## The data:
————————
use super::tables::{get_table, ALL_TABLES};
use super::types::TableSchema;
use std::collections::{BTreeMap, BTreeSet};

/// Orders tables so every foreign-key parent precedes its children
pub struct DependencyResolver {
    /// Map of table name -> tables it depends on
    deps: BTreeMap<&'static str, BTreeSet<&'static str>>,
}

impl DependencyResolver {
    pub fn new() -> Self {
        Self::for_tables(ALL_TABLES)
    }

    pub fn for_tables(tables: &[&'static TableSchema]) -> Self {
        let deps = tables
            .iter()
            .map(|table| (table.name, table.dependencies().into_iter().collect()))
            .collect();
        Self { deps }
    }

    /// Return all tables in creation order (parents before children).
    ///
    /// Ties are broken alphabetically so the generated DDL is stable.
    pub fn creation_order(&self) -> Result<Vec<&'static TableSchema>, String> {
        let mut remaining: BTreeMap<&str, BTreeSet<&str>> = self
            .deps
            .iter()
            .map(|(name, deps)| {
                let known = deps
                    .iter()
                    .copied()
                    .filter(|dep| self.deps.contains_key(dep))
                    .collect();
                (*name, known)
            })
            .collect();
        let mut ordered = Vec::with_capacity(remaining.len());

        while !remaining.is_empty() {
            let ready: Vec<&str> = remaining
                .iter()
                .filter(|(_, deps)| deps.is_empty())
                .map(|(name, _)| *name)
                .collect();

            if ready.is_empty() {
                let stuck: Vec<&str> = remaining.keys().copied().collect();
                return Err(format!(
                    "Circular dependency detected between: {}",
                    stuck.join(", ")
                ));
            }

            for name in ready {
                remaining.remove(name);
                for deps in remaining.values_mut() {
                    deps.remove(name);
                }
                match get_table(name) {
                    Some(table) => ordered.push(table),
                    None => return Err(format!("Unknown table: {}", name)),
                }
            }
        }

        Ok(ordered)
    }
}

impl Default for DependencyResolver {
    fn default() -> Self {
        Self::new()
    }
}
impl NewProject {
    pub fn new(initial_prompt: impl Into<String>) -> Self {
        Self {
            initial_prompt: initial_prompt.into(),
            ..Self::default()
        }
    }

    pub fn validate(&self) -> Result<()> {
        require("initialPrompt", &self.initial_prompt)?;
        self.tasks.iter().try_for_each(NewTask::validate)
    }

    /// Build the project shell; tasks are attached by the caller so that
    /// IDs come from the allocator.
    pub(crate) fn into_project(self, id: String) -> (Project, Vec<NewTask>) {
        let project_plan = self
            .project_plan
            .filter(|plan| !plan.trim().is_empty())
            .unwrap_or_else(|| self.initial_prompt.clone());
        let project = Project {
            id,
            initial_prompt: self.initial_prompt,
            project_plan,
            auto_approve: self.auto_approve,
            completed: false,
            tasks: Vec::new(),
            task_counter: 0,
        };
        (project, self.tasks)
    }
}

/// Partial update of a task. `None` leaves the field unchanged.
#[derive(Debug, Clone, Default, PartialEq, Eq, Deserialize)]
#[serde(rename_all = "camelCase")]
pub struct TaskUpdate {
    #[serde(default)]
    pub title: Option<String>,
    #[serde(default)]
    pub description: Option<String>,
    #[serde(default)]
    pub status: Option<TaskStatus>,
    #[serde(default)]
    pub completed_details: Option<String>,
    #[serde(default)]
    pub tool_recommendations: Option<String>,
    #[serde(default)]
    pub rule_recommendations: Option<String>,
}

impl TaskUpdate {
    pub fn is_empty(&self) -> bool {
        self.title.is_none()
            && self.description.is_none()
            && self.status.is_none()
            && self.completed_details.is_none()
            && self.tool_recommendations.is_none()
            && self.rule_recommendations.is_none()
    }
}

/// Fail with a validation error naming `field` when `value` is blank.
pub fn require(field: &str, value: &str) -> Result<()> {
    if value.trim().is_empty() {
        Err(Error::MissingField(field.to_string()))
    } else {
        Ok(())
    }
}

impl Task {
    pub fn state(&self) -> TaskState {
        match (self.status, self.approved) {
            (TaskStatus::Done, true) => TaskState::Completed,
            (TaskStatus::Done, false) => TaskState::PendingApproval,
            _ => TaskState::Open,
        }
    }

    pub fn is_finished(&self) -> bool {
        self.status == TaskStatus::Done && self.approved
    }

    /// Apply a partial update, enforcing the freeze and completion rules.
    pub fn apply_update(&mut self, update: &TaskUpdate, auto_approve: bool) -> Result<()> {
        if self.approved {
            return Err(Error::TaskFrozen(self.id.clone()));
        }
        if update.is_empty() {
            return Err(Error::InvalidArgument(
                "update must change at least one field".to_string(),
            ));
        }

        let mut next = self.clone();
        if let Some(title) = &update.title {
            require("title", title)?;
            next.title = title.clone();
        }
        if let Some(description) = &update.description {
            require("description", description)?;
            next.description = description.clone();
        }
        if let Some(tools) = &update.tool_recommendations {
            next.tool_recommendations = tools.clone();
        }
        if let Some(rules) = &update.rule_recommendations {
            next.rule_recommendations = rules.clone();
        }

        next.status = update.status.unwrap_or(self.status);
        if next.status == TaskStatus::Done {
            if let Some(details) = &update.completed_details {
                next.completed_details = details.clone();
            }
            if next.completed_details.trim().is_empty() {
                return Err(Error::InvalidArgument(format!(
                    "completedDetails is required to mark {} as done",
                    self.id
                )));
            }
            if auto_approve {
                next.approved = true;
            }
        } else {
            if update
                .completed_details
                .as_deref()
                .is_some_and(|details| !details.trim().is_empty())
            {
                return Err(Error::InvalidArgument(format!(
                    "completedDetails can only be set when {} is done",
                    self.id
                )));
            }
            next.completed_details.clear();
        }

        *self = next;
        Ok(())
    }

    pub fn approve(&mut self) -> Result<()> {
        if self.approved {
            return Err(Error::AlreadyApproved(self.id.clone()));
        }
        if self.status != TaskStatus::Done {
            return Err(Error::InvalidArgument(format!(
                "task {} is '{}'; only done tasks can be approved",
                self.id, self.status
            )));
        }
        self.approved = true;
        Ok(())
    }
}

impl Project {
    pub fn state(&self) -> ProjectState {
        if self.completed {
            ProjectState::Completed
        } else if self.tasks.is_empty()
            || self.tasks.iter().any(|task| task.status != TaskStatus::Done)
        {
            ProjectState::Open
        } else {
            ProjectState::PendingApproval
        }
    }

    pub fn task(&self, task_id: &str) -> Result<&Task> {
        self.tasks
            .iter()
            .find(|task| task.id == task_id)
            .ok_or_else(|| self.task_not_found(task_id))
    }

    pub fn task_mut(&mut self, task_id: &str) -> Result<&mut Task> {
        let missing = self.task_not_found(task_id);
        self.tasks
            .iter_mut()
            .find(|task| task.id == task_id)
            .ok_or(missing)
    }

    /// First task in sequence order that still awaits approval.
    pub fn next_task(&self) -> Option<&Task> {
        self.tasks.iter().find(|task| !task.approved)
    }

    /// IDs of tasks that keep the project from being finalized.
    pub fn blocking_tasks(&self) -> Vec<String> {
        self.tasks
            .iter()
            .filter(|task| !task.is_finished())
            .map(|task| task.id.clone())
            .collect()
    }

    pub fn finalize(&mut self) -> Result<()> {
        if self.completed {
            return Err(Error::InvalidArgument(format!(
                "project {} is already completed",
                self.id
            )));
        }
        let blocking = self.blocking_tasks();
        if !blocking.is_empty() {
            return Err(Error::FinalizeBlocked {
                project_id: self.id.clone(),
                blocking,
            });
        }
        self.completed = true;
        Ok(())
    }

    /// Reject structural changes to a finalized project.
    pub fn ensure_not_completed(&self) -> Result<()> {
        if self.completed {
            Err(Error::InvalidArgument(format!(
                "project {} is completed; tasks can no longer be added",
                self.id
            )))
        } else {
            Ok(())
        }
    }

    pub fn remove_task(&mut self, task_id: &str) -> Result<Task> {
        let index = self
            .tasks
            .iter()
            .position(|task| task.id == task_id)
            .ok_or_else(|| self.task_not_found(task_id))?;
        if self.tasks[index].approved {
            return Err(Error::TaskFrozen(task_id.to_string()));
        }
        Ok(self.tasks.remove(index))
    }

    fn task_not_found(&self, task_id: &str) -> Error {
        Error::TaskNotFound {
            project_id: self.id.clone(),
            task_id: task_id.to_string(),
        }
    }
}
————————
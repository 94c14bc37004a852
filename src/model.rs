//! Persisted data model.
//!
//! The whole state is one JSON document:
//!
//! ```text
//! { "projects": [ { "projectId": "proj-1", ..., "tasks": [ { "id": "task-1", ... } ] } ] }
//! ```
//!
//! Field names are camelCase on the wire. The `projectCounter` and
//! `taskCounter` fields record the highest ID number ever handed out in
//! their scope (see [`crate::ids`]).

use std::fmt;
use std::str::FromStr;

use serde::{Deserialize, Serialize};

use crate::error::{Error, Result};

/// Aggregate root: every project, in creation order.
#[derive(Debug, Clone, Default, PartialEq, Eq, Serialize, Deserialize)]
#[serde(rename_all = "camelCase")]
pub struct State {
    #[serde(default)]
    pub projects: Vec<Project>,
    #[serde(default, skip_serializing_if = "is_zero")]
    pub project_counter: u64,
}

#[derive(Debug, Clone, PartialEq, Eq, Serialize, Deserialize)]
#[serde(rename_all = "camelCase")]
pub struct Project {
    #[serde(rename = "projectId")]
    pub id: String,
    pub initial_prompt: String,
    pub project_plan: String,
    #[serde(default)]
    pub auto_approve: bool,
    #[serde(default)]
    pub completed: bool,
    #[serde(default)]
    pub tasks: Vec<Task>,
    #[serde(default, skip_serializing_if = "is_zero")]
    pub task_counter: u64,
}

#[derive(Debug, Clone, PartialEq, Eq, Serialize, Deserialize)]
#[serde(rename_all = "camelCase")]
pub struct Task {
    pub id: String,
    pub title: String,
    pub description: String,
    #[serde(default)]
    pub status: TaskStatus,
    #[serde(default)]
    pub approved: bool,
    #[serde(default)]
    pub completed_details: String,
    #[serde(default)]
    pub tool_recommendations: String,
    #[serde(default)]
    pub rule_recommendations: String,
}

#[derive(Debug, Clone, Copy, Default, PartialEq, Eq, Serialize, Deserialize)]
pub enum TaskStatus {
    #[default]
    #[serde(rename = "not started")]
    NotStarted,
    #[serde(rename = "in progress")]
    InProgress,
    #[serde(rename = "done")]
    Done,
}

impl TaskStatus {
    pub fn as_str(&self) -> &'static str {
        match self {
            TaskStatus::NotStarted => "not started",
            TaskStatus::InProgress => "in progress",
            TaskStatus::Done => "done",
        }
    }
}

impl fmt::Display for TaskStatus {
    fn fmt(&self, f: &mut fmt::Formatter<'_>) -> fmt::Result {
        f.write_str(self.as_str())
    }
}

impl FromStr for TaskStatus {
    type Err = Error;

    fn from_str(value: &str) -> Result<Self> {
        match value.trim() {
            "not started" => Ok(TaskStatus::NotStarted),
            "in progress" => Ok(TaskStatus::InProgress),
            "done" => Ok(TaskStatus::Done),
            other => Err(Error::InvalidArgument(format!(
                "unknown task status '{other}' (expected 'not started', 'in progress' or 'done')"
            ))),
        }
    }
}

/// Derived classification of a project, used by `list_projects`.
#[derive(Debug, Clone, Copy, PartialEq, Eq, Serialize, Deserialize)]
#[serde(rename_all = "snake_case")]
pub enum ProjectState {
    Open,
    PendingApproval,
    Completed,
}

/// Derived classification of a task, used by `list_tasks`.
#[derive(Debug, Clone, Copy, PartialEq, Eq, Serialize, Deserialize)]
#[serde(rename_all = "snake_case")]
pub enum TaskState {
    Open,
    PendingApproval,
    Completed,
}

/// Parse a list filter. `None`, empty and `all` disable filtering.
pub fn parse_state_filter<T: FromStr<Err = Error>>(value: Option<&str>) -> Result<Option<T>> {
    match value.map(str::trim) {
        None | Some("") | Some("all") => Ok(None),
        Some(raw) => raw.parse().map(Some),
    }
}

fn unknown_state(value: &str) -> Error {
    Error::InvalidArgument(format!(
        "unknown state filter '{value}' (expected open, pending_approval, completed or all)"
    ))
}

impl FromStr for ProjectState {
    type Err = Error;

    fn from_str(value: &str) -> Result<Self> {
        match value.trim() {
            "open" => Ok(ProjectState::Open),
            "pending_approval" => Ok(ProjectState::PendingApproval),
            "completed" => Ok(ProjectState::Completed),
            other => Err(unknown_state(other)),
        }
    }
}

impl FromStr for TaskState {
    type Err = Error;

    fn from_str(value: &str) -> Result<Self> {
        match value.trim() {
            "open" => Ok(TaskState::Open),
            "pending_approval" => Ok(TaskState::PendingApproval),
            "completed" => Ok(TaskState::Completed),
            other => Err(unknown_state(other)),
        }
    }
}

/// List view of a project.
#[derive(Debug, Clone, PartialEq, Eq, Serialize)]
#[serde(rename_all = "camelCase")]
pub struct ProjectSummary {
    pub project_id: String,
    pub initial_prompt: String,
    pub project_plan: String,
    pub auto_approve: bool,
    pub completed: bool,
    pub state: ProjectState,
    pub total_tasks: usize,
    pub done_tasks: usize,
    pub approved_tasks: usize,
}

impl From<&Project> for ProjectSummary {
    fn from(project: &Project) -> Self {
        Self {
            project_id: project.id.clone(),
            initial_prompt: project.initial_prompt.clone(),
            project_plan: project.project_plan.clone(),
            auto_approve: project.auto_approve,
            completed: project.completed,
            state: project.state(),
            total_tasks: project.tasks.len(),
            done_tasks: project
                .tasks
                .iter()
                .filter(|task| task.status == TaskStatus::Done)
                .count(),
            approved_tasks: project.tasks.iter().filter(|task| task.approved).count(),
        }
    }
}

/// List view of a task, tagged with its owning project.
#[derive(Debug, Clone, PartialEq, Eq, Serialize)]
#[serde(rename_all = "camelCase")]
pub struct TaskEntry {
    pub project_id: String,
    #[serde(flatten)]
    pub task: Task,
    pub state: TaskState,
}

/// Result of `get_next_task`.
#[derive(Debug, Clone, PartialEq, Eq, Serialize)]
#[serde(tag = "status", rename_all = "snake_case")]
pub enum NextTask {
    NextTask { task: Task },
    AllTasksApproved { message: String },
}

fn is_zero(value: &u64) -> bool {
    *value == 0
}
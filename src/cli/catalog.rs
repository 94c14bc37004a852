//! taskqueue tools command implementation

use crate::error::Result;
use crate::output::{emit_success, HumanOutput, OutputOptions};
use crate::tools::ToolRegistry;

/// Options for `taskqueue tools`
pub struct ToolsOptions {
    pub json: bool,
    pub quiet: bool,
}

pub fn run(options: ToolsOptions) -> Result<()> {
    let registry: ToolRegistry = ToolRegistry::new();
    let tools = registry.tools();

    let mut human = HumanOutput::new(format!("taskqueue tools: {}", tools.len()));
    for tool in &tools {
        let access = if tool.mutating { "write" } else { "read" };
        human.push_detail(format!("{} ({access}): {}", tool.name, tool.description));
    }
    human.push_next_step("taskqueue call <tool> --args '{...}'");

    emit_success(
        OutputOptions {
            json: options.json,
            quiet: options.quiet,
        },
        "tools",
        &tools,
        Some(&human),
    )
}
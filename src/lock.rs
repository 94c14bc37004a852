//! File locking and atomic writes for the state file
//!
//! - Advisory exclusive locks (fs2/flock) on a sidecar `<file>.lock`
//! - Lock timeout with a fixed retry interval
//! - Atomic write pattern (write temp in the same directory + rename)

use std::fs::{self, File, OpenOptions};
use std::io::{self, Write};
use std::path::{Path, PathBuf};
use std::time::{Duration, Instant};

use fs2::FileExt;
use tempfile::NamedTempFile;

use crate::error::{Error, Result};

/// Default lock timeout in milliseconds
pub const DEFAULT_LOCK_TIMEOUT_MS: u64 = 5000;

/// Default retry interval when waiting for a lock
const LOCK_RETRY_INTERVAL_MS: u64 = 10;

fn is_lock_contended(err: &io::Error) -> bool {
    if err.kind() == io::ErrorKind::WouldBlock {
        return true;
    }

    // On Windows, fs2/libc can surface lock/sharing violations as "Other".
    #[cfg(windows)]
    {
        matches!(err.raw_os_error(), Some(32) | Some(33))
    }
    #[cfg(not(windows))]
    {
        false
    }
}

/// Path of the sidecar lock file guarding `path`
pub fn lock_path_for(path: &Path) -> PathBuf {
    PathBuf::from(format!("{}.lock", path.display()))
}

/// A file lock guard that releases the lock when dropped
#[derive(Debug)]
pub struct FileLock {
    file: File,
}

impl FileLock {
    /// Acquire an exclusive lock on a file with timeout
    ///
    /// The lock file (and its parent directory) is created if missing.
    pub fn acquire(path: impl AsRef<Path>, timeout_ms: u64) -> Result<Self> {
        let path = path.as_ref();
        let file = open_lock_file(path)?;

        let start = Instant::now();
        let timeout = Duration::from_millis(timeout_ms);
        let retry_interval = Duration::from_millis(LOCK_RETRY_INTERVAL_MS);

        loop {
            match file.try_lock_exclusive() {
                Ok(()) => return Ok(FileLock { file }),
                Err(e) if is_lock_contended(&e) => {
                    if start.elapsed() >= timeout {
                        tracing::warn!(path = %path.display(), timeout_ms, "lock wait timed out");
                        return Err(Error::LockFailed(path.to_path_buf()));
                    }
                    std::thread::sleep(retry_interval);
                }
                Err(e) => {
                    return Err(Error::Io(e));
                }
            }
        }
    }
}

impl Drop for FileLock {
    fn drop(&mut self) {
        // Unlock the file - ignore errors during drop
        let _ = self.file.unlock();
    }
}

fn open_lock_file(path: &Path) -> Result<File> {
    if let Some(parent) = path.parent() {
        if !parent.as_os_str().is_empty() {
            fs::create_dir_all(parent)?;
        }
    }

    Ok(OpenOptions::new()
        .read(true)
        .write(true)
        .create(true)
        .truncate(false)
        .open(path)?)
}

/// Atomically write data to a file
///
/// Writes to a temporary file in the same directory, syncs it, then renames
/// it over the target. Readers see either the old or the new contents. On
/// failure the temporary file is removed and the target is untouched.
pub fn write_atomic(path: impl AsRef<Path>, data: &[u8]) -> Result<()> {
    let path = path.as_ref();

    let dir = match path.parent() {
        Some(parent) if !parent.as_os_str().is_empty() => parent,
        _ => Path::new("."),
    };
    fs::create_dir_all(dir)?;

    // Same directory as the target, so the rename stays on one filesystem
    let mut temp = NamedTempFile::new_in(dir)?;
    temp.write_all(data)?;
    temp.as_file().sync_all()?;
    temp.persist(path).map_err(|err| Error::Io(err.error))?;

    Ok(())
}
————————
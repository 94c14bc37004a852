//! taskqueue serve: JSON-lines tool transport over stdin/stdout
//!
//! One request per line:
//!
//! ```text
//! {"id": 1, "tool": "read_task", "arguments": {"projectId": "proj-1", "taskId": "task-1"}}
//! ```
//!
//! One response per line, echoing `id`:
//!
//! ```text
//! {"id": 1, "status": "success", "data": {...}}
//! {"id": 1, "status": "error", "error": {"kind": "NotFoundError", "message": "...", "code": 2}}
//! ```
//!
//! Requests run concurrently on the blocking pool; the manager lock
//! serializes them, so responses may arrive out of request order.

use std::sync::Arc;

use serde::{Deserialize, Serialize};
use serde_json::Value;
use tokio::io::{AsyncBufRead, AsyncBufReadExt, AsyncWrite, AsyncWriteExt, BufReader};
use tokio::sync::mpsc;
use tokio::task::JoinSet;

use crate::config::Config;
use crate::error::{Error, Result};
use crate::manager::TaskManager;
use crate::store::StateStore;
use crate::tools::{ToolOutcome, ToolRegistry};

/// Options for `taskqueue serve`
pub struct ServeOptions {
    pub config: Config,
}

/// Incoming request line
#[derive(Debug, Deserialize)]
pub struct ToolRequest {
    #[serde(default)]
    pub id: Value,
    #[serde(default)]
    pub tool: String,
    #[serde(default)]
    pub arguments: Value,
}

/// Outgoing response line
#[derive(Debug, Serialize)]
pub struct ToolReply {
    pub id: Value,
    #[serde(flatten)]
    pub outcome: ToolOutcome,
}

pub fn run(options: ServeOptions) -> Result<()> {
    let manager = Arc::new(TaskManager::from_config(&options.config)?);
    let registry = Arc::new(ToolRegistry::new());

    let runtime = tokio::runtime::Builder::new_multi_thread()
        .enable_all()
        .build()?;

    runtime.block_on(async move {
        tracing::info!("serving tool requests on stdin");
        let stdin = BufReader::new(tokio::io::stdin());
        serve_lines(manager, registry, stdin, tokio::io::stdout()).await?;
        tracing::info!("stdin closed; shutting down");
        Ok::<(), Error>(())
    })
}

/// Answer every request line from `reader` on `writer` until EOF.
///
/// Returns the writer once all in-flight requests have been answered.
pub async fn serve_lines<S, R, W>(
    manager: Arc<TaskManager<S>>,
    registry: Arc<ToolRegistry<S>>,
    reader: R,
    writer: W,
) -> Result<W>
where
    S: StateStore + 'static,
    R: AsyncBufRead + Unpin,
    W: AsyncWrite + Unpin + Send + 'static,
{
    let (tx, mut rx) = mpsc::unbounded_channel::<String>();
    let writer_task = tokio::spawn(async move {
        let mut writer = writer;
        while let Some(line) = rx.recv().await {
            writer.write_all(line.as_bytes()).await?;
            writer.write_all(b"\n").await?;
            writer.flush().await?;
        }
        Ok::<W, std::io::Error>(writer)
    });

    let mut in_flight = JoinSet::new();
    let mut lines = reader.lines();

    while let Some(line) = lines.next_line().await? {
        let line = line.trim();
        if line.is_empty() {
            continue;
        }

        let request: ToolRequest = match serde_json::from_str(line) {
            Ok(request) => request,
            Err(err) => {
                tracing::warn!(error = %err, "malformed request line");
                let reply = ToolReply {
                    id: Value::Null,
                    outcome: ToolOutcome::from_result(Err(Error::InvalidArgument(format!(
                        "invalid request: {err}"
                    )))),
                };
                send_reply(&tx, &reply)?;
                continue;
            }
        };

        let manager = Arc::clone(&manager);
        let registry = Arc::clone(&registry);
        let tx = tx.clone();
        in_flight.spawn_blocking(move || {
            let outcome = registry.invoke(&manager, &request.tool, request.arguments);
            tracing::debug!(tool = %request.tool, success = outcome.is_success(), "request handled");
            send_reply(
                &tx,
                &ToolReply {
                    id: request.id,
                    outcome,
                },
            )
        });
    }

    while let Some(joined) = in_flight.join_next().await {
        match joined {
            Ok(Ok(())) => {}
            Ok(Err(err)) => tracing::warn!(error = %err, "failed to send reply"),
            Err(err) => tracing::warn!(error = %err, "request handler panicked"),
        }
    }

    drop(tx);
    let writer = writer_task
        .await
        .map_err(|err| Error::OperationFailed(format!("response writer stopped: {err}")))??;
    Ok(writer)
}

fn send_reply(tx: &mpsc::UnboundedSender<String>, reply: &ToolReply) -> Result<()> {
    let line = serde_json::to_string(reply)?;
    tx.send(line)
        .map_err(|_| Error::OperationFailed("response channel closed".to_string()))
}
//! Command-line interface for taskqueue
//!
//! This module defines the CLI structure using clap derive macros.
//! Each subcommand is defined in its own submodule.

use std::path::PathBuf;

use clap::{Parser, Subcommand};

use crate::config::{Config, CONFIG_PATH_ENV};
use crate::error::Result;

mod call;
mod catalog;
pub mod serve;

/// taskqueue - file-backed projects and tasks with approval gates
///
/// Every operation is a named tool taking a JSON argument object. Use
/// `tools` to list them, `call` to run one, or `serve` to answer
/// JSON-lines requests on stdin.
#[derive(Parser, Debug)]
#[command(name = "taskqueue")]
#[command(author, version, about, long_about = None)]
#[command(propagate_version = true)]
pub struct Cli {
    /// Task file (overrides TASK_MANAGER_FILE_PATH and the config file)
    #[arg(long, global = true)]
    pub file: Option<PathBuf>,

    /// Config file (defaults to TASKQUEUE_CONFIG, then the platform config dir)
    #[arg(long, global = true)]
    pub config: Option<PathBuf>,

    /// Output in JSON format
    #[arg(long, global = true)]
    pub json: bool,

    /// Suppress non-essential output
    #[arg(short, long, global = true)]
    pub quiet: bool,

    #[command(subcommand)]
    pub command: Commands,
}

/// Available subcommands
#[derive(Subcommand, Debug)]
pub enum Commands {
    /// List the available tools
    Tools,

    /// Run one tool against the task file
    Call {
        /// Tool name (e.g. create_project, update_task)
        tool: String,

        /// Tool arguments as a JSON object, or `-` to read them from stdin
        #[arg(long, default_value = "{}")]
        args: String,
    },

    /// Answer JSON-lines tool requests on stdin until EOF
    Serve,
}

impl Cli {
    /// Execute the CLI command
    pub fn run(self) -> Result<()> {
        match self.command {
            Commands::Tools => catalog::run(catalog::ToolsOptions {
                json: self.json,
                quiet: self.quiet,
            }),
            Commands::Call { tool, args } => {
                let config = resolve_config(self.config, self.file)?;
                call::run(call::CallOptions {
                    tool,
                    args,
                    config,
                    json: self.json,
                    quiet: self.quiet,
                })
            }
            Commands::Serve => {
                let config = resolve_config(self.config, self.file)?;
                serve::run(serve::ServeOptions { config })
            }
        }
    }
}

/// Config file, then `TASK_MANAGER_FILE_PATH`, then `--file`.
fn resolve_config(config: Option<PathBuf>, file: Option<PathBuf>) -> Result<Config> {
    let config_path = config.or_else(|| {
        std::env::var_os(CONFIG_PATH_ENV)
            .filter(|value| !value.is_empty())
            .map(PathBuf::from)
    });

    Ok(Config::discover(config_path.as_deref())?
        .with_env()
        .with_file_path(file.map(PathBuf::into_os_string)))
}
————————
## Task item:
Show every line of the listing in which the string "finalized" can be found.

## Response area:
    /// IDs of tasks that keep the project from being finalized.
    /// Reject structural changes to a finalized project.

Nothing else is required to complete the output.